Barbara Steele became a horror icon on account of her dual performance in this and then her role in The Pit And The Pendulum, and though not the best actress she has an unearthly aura that makes her mesmerizing when she’s on screen and makes her just perfect in the part[s] despite being dubbed, something that would happen throughout her career. She later played very similar parts in The Long Hair Of Death and The She Beast. Sadly John Richardson is quite inadequate as the male lead [though he’s better in other films], though the rest of the cast give fine performances, Antonio Pierfederici perhaps standing out as the unnamed priest who briefly fills the Van Helsing role. Roberto Nicolosi’s score is a solid dramatic effort with a strong gloomy dirge-like main theme and lots of suspenseful passages, though it never quite catches fire except for that haunting piano-led theme for Asa.
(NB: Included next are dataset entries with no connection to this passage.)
//! Support for handling _Advanced Video Coding Configuration_ data, used in the _ISO Base Media
//! File Format_ (AKA MP4), as the specified in _ISO/IEC 14496-15_.
//!

use crate::nal::sps::{ConstraintFlags, Level, ProfileIdc, SeqParameterSet};
use crate::nal::{pps, sps, Nal, NalHeader, NalHeaderError, RefNal, UnitType};
use crate::Context;
use std::convert::TryFrom;

#[derive(Debug)]
pub enum AvccError {
    NotEnoughData {
        expected: usize,
        actual: usize,
    },
    /// The AvcDecoderConfigurationRecord used a version number other than `1`.
    UnsupportedConfigurationVersion(u8),
    ParamSet(ParamSetError),
    Sps(sps::SpsError),
    Pps(pps::PpsError),
}

pub struct AvcDecoderConfigurationRecord<'buf> {
    data: &'buf [u8],
    /// Byte offset of extension fields (chroma_format, bit_depth, SPS ext) if present.
    extension_offset: Option<usize>,
}
impl<'buf> TryFrom<&'buf [u8]> for AvcDecoderConfigurationRecord<'buf> {
    type Error = AvccError;

    fn try_from(data: &'buf [u8]) -> Result<Self, Self::Error> {
        let avcc = AvcDecoderConfigurationRecord {
            data,
            extension_offset: None,
        };
        // we must confirm we have enough bytes for all fixed fields before we do anything else,
        avcc.ck(Self::MIN_CONF_SIZE)?;
        if avcc.configuration_version() != 1 {
            // The spec requires that decoders ignore streams where the version number is not 1,
            // indicating there was an incompatible change in the configuration format,
            return Err(AvccError::UnsupportedConfigurationVersion(
                avcc.configuration_version(),
            ));
        }
        // Do a whole load of work to ensure that the buffer is large enough for all the optional
        // fields actually indicated to be present, so that we don't have to put these checks into
        // the accessor functions of individual fields,
        let mut len = avcc.seq_param_sets_end()?;

        avcc.ck(len + 1)?;
        let mut num_pps = data[len];
        len += 1;
        while num_pps > 0 {
            avcc.ck(len + 2)?;
            let pps_len = (u16::from(data[len]) << 8 | u16::from(data[len + 1])) as usize;
            len += 2;
            avcc.ck(len + pps_len)?;
            len += pps_len;
            num_pps -= 1;
        }

        // Per ISO/IEC 14496-15, profiles with chroma info have extension fields after the PPS
        // array: chroma_format, bit_depth_luma_minus8, bit_depth_chroma_minus8, and an optional
        // array of SPS extension NAL units.
        let extension_offset = if avcc.avc_profile_indication().has_chroma_info()
            && data.len() > len
        {
            let ext_start = len;
            avcc.ck(len + 4)?;
            len += 3; // chroma_format, bit_depth_luma_minus8, bit_depth_chroma_minus8
            let num_sps_ext = data[len] as usize;
            len += 1;
            for _ in 0..num_sps_ext {
                avcc.ck(len + 2)?;
                let sps_ext_len = (u16::from(data[len]) << 8 | u16::from(data[len + 1])) as usize;
                len += 2;
                avcc.ck(len + sps_ext_len)?;
                len += sps_ext_len;
            }
            Some(ext_start)
        } else {
            None
        };

        Ok(AvcDecoderConfigurationRecord {
            data,
            extension_offset,
        })
    }
}
impl<'buf> AvcDecoderConfigurationRecord<'buf> {
    const MIN_CONF_SIZE: usize = 6;

    fn seq_param_sets_end(&self) -> Result<usize, AvccError> {
        let mut num_sps = self.num_of_sequence_parameter_sets();
        let mut len = Self::MIN_CONF_SIZE;
        while num_sps > 0 {
            self.ck(len + 2)?;
            let sps_len = (u16::from(self.data[len]) << 8 | u16::from(self.data[len + 1])) as usize;
            len += 2;
            self.ck(len + sps_len)?;
            len += sps_len;
            num_sps -= 1;
        }
        Ok(len)
    }
    fn ck(&self, len: usize) -> Result<(), AvccError> {
        if self.data.len() < len {
            Err(AvccError::NotEnoughData {
                expected: len,
                actual: self.data.len(),
            })
        } else {
            Ok(())
        }
    }
    pub fn configuration_version(&self) -> u8 {
        self.data[0]
    }
    pub fn num_of_sequence_parameter_sets(&self) -> usize {
        (self.data[5] & 0b0001_1111) as usize
    }
    pub fn avc_profile_indication(&self) -> ProfileIdc {
        self.data[1].into()
    }
    pub fn profile_compatibility(&self) -> ConstraintFlags {
        self.data[2].into()
    }
    pub fn avc_level_indication(&self) -> Level {
        Level::from_constraint_flags_and_level_idc(self.profile_compatibility(), self.data[3])
    }
    /// Number of bytes used to specify the length of each NAL unit
    /// 0 => 1 byte, 1 => 2 bytes, 2 => 3 bytes, 3 => 4 bytes
    pub fn length_size_minus_one(&self) -> u8 {
        self.data[4] & 0b0000_0011
    }
    pub fn sequence_parameter_sets(
        &self,
    ) -> impl Iterator<Item = Result<&'buf [u8], ParamSetError>> {
        let num = self.num_of_sequence_parameter_sets();
        let data = &self.data[Self::MIN_CONF_SIZE..];
        ParamSetIter::new(data, UnitType::SeqParameterSet).take(num)
    }
    /// Returns the chroma format (0-3) from the extension fields, if present.
    pub fn chroma_format(&self) -> Option<u8> {
        self.extension_offset
            .map(|off| self.data[off] & 0b0000_0011)
    }
    /// Returns bit_depth_luma_minus8 (0-7) from the extension fields, if present.
    pub fn bit_depth_luma_minus8(&self) -> Option<u8> {
        self.extension_offset
            .map(|off| self.data[off + 1] & 0b0000_0111)
    }
    /// Returns bit_depth_chroma_minus8 (0-7) from the extension fields, if present.
    pub fn bit_depth_chroma_minus8(&self) -> Option<u8> {
        self.extension_offset
            .map(|off| self.data[off + 2] & 0b0000_0111)
    }
    pub fn sequence_parameter_set_extensions(
        &self,
    ) -> impl Iterator<Item = Result<&'buf [u8], ParamSetError>> + 'buf {
        let (data, num) = if let Some(off) = self.extension_offset {
            let num = self.data[off + 3] as usize;
            (&self.data[off + 4..], num)
        } else {
            (&self.data[..0], 0)
        };
        ParamSetIter::new(data, UnitType::SeqParameterSetExtension).take(num)
    }
    pub fn picture_parameter_sets(
        &self,
    ) -> impl Iterator<Item = Result<&'buf [u8], ParamSetError>> + 'buf {
        let offset = self.seq_param_sets_end().unwrap();
        let num = self.data[offset];
        let data = &self.data[offset + 1..];
        ParamSetIter::new(data, UnitType::PicParameterSet).take(num as usize)
    }

    /// Creates an H264 parser context, using the settings encoded into
    /// this `AvcDecoderConfigurationRecord`.
    ///
    /// In particular, the _sequence parameter set_ and _picture parameter set_ values of this
    /// configuration record will be inserted into the resulting context.
    pub fn create_context(&self) -> Result<Context, AvccError> {
        let mut ctx = Context::new();
        for sps in self.sequence_parameter_sets() {
            let sps = sps.map_err(AvccError::ParamSet)?;
            let sps = RefNal::new(&sps[..], &[], true);
            let sps = crate::nal::sps::SeqParameterSet::from_bits(sps.rbsp_bits())
                .map_err(AvccError::Sps)?;
            ctx.put_seq_param_set(sps);
        }
        for pps in self.picture_parameter_sets() {
            let pps = pps.map_err(AvccError::ParamSet)?;
            let pps = RefNal::new(&pps[..], &[], true);
            let pps = crate::nal::pps::PicParameterSet::from_bits(&ctx, pps.rbsp_bits())
                .map_err(AvccError::Pps)?;
            ctx.put_pic_param_set(pps);
        }
        Ok(ctx)
    }
}

#[derive(Debug)]
pub enum ParamSetError {
    NalHeader(NalHeaderError),
    IncorrectNalType {
        expected: UnitType,
        actual: UnitType,
    },
    /// A _sequence parameter set_ found within the AVC decoder config was not consistent with the
    /// settings of the decoder config itself
    IncompatibleSps(SeqParameterSet),
}

struct ParamSetIter<'buf>(&'buf [u8], UnitType);

impl<'buf> ParamSetIter<'buf> {
    pub fn new(buf: &'buf [u8], unit_type: UnitType) -> ParamSetIter<'buf> {
        ParamSetIter(buf, unit_type)
    }
}
impl<'buf> Iterator for ParamSetIter<'buf> {
    type Item = Result<&'buf [u8], ParamSetError>;

    fn next(&mut self) -> Option<Self::Item> {
        if self.0.is_empty() {
            None
        } else {
            let len = u16::from(self.0[0]) << 8 | u16::from(self.0[1]);
            let data = &self.0[2..];
            let res = match NalHeader::new(data[0]) {
                Ok(nal_header) => {
                    if nal_header.nal_unit_type() == self.1 {
                        let (data, remainder) = data.split_at(len as usize);
                        self.0 = remainder;
                        Ok(data)
                    } else {
                        Err(ParamSetError::IncorrectNalType {
                            expected: self.1,
                            actual: nal_header.nal_unit_type(),
                        })
                    }
                }
                Err(err) => Err(ParamSetError::NalHeader(err)),
            };
            Some(res)
        }
    }
}

#[cfg(test)]
mod test {
    use super::*;
    use crate::nal::pps::ParamSetId;
    use hex_literal::*;

    #[test]
    fn it_works() {
        let avcc_data = hex!("0142c01e ffe10020 6742c01e b91061ff 78088000 00030080 00001971 3006d600 daf7bdc0 7c2211a8 01000468 de3c80");
        let avcc = AvcDecoderConfigurationRecord::try_from(&avcc_data[..]).unwrap();
        assert_eq!(1, avcc.configuration_version());
        assert_eq!(1, avcc.num_of_sequence_parameter_sets());
        assert_eq!(ProfileIdc::from(66), avcc.avc_profile_indication());
        let flags = avcc.profile_compatibility();
        assert!(flags.flag0());
        assert!(flags.flag1());
        assert!(!flags.flag2());
        assert!(!flags.flag3());
        assert!(!flags.flag4());
        assert!(!flags.flag5());
        // Baseline profile has no extension fields
        assert_eq!(avcc.chroma_format(), None);
        assert_eq!(avcc.bit_depth_luma_minus8(), None);
        assert_eq!(avcc.bit_depth_chroma_minus8(), None);
        assert_eq!(avcc.sequence_parameter_set_extensions().count(), 0);
        let ctx = avcc.create_context().unwrap();
        let sps = ctx
            .sps_by_id(ParamSetId::from_u32(0).unwrap())
            .expect("missing sps");
        assert_eq!(avcc.avc_level_indication(), sps.level());
        assert_eq!(avcc.avc_profile_indication(), sps.profile_idc);
        assert_eq!(
            ParamSetId::from_u32(0).unwrap(),
            sps.seq_parameter_set_id
        );
        let _pps = ctx
            .pps_by_id(ParamSetId::from_u32(0).unwrap())
            .expect("missing pps");
    }
    #[test]
    fn high_profile_extension_fields() {
        // Hand-crafted avcC with High profile (100) and extension fields:
        //   chroma_format=1 (4:2:0), bit_depth_luma_minus8=0, bit_depth_chroma_minus8=0,
        //   0 SPS extension NAL units.
        // Base: version=1, profile=100(High), compat=0x00, level=31
        //   lengthSizeMinusOne=3 (0xff = reserved|3)
        //   1 SPS (0xe1 = reserved|1)
        let sps_nalu = hex!("6764001e acd940a0 2ff96100 00030001 00000300 3c9c5802 d0000bb8 00004e20 6e200000 10000003 00010000 03000321");
        let pps_nalu = hex!("68eb e3cb 22c0");
        let mut avcc_data: Vec<u8> = Vec::new();
        // Fixed header
        avcc_data.extend_from_slice(&[0x01, 0x64, 0x00, 0x1e, 0xff]);
        // 1 SPS
        avcc_data.push(0xe1);
        avcc_data.extend_from_slice(&(sps_nalu.len() as u16).to_be_bytes());
        avcc_data.extend_from_slice(&sps_nalu);
        // 1 PPS
        avcc_data.push(0x01);
        avcc_data.extend_from_slice(&(pps_nalu.len() as u16).to_be_bytes());
        avcc_data.extend_from_slice(&pps_nalu);
        // Extension fields: chroma_format=1, bit_depth_luma=0, bit_depth_chroma=0, 0 SPS ext
        avcc_data.extend_from_slice(&[0xfd, 0xf8, 0xf8, 0x00]);

        let avcc = AvcDecoderConfigurationRecord::try_from(&avcc_data[..]).unwrap();
        assert_eq!(avcc.avc_profile_indication(), ProfileIdc::from(100));
        assert_eq!(avcc.chroma_format(), Some(1));
        assert_eq!(avcc.bit_depth_luma_minus8(), Some(0));
        assert_eq!(avcc.bit_depth_chroma_minus8(), Some(0));
        assert_eq!(avcc.sequence_parameter_set_extensions().count(), 0);
    }
    #[test]
    fn high_profile_without_extension() {
        // High profile avcC that omits the optional extension fields.
        let sps_nalu = hex!("6764001e acd940a0 2ff96100 00030001 00000300 3c9c5802 d0000bb8 00004e20 6e200000 10000003 00010000 03000321");
        let pps_nalu = hex!("68eb e3cb 22c0");
        let mut avcc_data: Vec<u8> = Vec::new();
        avcc_data.extend_from_slice(&[0x01, 0x64, 0x00, 0x1e, 0xff]);
        avcc_data.push(0xe1);
        avcc_data.extend_from_slice(&(sps_nalu.len() as u16).to_be_bytes());
        avcc_data.extend_from_slice(&sps_nalu);
        avcc_data.push(0x01);
        avcc_data.extend_from_slice(&(pps_nalu.len() as u16).to_be_bytes());
        avcc_data.extend_from_slice(&pps_nalu);
        // No extension fields appended

        let avcc = AvcDecoderConfigurationRecord::try_from(&avcc_data[..]).unwrap();
        assert_eq!(avcc.avc_profile_indication(), ProfileIdc::from(100));
        assert_eq!(avcc.chroma_format(), None);
        assert_eq!(avcc.bit_depth_luma_minus8(), None);
        assert_eq!(avcc.bit_depth_chroma_minus8(), None);
    }
    #[test]
    fn sps_with_emulation_protection() {
        // From a Hikvision 2CD2032-I.
        let avcc_data = hex!(
            "014d401e ffe10017 674d401e 9a660a0f
                              ff350101 01400000 fa000003 01f40101
                              000468ee 3c80"
        );
        let avcc = AvcDecoderConfigurationRecord::try_from(&avcc_data[..]).unwrap();
        let _sps_data = avcc.sequence_parameter_sets().next().unwrap().unwrap();
        let ctx = avcc.create_context().unwrap();
        let _sps = ctx
            .sps_by_id(ParamSetId::from_u32(0).unwrap())
            .expect("missing sps");
    }
}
Bava himself said that Black Sunday was the film he was most pleased with [though one should take Bava’s comments with a pinch of salt – for example he was always calling himself a poor filmmaker, “a dog of a director” who made ”big bullshits”] though I personally feel that his true masterpieces were to come and that many of his later films were more interesting even if they weren’t actually better. Nonetheless, Black Sunday, darkly beautiful and filled with vivid imagery that burns its way into your subconscious, still retains much of its effect and remains one of the greatest of vampire films.